Explainability Through Human-Centric Design for XAI in Lung Cancer Detection
Amy Rafferty, Rishi Ramaesh, Ajitha Rajan
TL;DR
This work addresses the opacity of deep learning in chest X-ray lung cancer detection by evaluating existing XAI approaches and introducing XpertXAI, an expert-driven concept bottleneck model. By curating clinically meaningful concepts from radiology reports and enforcing them as supervision through a two-model CBM, XpertXAI achieves superior concept and label-prediction performance and produces explanations that align more closely with radiologist reasoning than post-hoc methods or unsupervised CBMs. The approach demonstrates that integrating domain expertise into the explainability design yields clinically actionable insights and better generalizability to multi-pathology tasks, with potential to scale to other imaging modalities. The findings underscore the value of human-centric XAI design for trustworthy AI in high-stakes medical diagnostics and suggest future work extending to CT/MRI and broader expert validation.
Abstract
Deep learning models have shown promise in lung pathology detection from chest X-rays, but widespread clinical adoption remains limited due to opaque model decision-making.
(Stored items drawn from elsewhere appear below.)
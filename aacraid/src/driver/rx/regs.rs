//! i960 Rx / Rocket message-unit register definitions.
//!
//! Offsets are relative to the start of the message-unit BAR.

// ═══════════════════════════════════════════════════════════════════════════
// MESSAGE UNIT
// ═══════════════════════════════════════════════════════════════════════════

/// Inbound message register 0 (POST descriptor address).
pub const IMRX0: u32 = 0x10;
/// Inbound message register 1.
pub const IMRX1: u32 = 0x14;
/// Outbound message register 0.
pub const OMRX0: u32 = 0x18;
/// Outbound message register 1.
pub const OMRX1: u32 = 0x1C;
/// Inbound doorbell register (host rings the adapter).
pub const IDR: u32 = 0x20;
/// Inbound interrupt status register.
pub const IISR: u32 = 0x24;
/// Inbound interrupt mask register.
pub const IIMR: u32 = 0x28;
/// Outbound doorbell register (adapter rings the host, write 1 to clear).
pub const ODR: u32 = 0x2C;
/// Outbound interrupt status register.
pub const OISR: u32 = 0x30;
/// Outbound interrupt mask register.
pub const OIMR: u32 = 0x34;

// ═══════════════════════════════════════════════════════════════════════════
// MAILBOXES
// ═══════════════════════════════════════════════════════════════════════════

/// Mailbox register `n` (0..=7).
#[inline]
pub const fn mailbox(n: u32) -> u32 {
    0x50 + n * 4
}

/// Firmware status word.
pub const MAILBOX7: u32 = mailbox(7);

// ═══════════════════════════════════════════════════════════════════════════
// DOORBELL BITS
// ═══════════════════════════════════════════════════════════════════════════

pub const INBOUNDDOORBELL_0: u32 = 1 << 0;
pub const INBOUNDDOORBELL_1: u32 = 1 << 1;
pub const INBOUNDDOORBELL_2: u32 = 1 << 2;
pub const INBOUNDDOORBELL_3: u32 = 1 << 3;
pub const INBOUNDDOORBELL_4: u32 = 1 << 4;
pub const INBOUNDDOORBELL_5: u32 = 1 << 5;
pub const INBOUNDDOORBELL_6: u32 = 1 << 6;

pub const OUTBOUNDDOORBELL_0: u32 = 1 << 0;
pub const OUTBOUNDDOORBELL_1: u32 = 1 << 1;
pub const OUTBOUNDDOORBELL_2: u32 = 1 << 2;
pub const OUTBOUNDDOORBELL_3: u32 = 1 << 3;
pub const OUTBOUNDDOORBELL_4: u32 = 1 << 4;

/// Adapter has printf text in the comm region.
pub const DOORBELL_PRINTF_READY: u32 = 1 << 5;
/// Host consumed the printf text.
pub const DOORBELL_PRINTF_DONE: u32 = 1 << 5;

// ═══════════════════════════════════════════════════════════════════════════
// OUTBOUND INTERRUPT MASK
// ═══════════════════════════════════════════════════════════════════════════

/// OIMR bit gating the outbound doorbell interrupt.
pub const OIMR_DOORBELL: u8 = 0x04;
/// OIMR value with every source masked.
pub const OIMR_ALL_MASKED: u8 = 0xff;
/// OIMR value with only the doorbell interrupt enabled.
pub const OIMR_DOORBELL_ONLY: u8 = 0xfb;

// ═══════════════════════════════════════════════════════════════════════════
// POST RESULTS
// ═══════════════════════════════════════════════════════════════════════════

/// Size of the buffer the firmware writes its POST text into.
pub const POST_BUFFER_SIZE: usize = 512;

/// Upper byte of a status word that carries its panic code inline.
pub const PANIC_CODE_INLINE: u32 = 0xBC00_0000;
//! StrongARM (sa) transport.
//!
//! Same logical protocol as `rx`, different register file: the host rings
//! the secondary doorbell, the adapter answers on the primary one, and the
//! primary mask is driven through separate set/clear registers.

pub mod regs;

use std::sync::atomic::{AtomicU16, Ordering};
use std::sync::{Mutex, PoisonError};
use std::thread;

use log::{error, warn};

use super::traits::{
    AdapterHealth, AdapterNotify, AdapterTransport, HostDoorbell, InterruptEvent, TransportError,
};
use crate::hw::RegisterIo;
use crate::time::{Deadline, TimeoutConfig};
use crate::types::fw_status;

fn event_bit(event: InterruptEvent) -> u16 {
    match event {
        InterruptEvent::HostNormCmdReady => regs::DOORBELL_1,
        InterruptEvent::HostNormRespReady => regs::DOORBELL_2,
        InterruptEvent::AdapNormCmdNotFull => regs::DOORBELL_3,
        InterruptEvent::AdapNormRespNotFull => regs::DOORBELL_4,
    }
}

/// StrongARM register transport.
pub struct SaTransport<R: RegisterIo> {
    io: R,
    timeouts: TimeoutConfig,
    /// Mirror of the primary mask; a set bit means masked.
    irq_mask: AtomicU16,
    sync_lock: Mutex<()>,
}

impl<R: RegisterIo> SaTransport<R> {
    pub fn new(io: R, timeouts: TimeoutConfig) -> Self {
        Self {
            io,
            timeouts,
            irq_mask: AtomicU16::new(
                regs::DOORBELL_1 | regs::DOORBELL_2 | regs::DOORBELL_3 | regs::DOORBELL_4,
            ),
            sync_lock: Mutex::new(()),
        }
    }
}

impl<R: RegisterIo> AdapterTransport for SaTransport<R> {
    fn name(&self) -> &'static str {
        "sa"
    }

    fn enable_interrupt(&self, event: InterruptEvent) {
        let bit = event_bit(event);
        self.irq_mask.fetch_and(!bit, Ordering::AcqRel);
        self.io.write16(regs::PRICLEARIRQMASK, bit);
    }

    fn disable_interrupt(&self, event: InterruptEvent) {
        let bit = event_bit(event);
        self.irq_mask.fetch_or(bit, Ordering::AcqRel);
        self.io.write16(regs::PRISETIRQMASK, bit);
    }

    fn notify(&self, event: AdapterNotify) {
        let bit = match event {
            AdapterNotify::AdapNormCmdQue => regs::DOORBELL_1,
            AdapterNotify::HostNormRespNotFull => regs::DOORBELL_4,
            AdapterNotify::AdapNormRespQue => regs::DOORBELL_2,
            AdapterNotify::HostNormCmdNotFull => regs::DOORBELL_3,
            AdapterNotify::FastIo => regs::DOORBELL_6,
            AdapterNotify::AdapPrintfDone => regs::PRINTF_DONE,
            other => {
                warn!("[aacraid] sa: no doorbell for {:?}, adapter will poll", other);
                return;
            }
        };
        self.io.write16(regs::DOORBELL_REG_S, bit);
    }

    fn sync_cmd(&self, command: u32, param: u32) -> Result<u32, TransportError> {
        let _serial = self.sync_lock.lock().unwrap_or_else(PoisonError::into_inner);

        self.io.write32(regs::mailbox(0), command);
        self.io.write32(regs::mailbox(1), param);
        for n in 2..=4 {
            self.io.write32(regs::mailbox(n), 0);
        }
        self.io.write16(regs::DOORBELL_CLR_REG_P, regs::DOORBELL_0);
        self.io.write16(regs::DOORBELL_REG_S, regs::DOORBELL_0);

        let deadline = Deadline::after(self.timeouts.sync_cmd());
        while self.io.read16(regs::DOORBELL_REG_P) & regs::DOORBELL_0 == 0 {
            if deadline.expired() {
                error!("[aacraid] sa: sync command {:#x} timed out", command);
                return Err(TransportError::SyncTimeout { command });
            }
            thread::sleep(self.timeouts.sync_poll());
        }

        self.io.write16(regs::DOORBELL_CLR_REG_P, regs::DOORBELL_0);
        Ok(self.io.read32(regs::mailbox(0)))
    }

    fn check_health(&self) -> AdapterHealth {
        let status = self.io.read32(regs::MAILBOX7);
        if status & fw_status::SELF_TEST_FAILED != 0 {
            AdapterHealth::SelfTestFailed
        } else if status & fw_status::KERNEL_PANIC != 0 {
            AdapterHealth::KernelPanic { code: None }
        } else if status & fw_status::KERNEL_UP_AND_RUNNING == 0 {
            AdapterHealth::NotUp
        } else {
            AdapterHealth::Healthy
        }
    }

    fn take_doorbell(&self) -> Option<HostDoorbell> {
        let pending = self.io.read16(regs::DOORBELL_REG_P);

        if pending & regs::PRINTF_READY != 0 {
            let value = self.io.read32(regs::mailbox(5));
            self.io.write16(regs::DOORBELL_CLR_REG_P, regs::PRINTF_READY);
            return Some(HostDoorbell::PrintfReady(value));
        }

        let live = pending & !self.irq_mask.load(Ordering::Acquire);
        let (bit, doorbell) = if live & regs::DOORBELL_1 != 0 {
            (regs::DOORBELL_1, HostDoorbell::CommandReady)
        } else if live & regs::DOORBELL_2 != 0 {
            (regs::DOORBELL_2, HostDoorbell::ResponseReady)
        } else if live & regs::DOORBELL_3 != 0 {
            (regs::DOORBELL_3, HostDoorbell::CommandNotFull)
        } else if live & regs::DOORBELL_4 != 0 {
            (regs::DOORBELL_4, HostDoorbell::ResponseNotFull)
        } else {
            return None;
        };
        self.io.write16(regs::DOORBELL_CLR_REG_P, bit);
        Some(doorbell)
    }
}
In prior work, we introduced ClinicXAI, a human-centric, expert-guided concept bottleneck model (CBM) designed for interpretable lung cancer diagnosis. We now extend that approach and present XpertXAI, a generalizable expert-driven model that preserves human-interpretable clinical concepts while scaling to detect multiple lung pathologies. Using a high-performing InceptionV3-based classifier and a public dataset of chest X-rays with radiology reports, we compare XpertXAI against leading post-hoc explainability methods and an unsupervised CBM, XCBs. We assess explanations through comparison with expert radiologist annotations and medical ground truth. Although XpertXAI is trained for multiple pathologies, our expert validation focuses on lung cancer. We find that existing techniques frequently fail to produce clinically meaningful explanations, omitting key diagnostic features and disagreeing with radiologist judgments. XpertXAI not only outperforms these baselines in predictive accuracy but also delivers concept-level explanations that better align with expert reasoning. While our focus remains on explainability in lung cancer detection, this work illustrates how human-centric model design can be effectively extended to broader diagnostic contexts - offering a scalable path toward clinically meaningful explainable AI in medical diagnostics.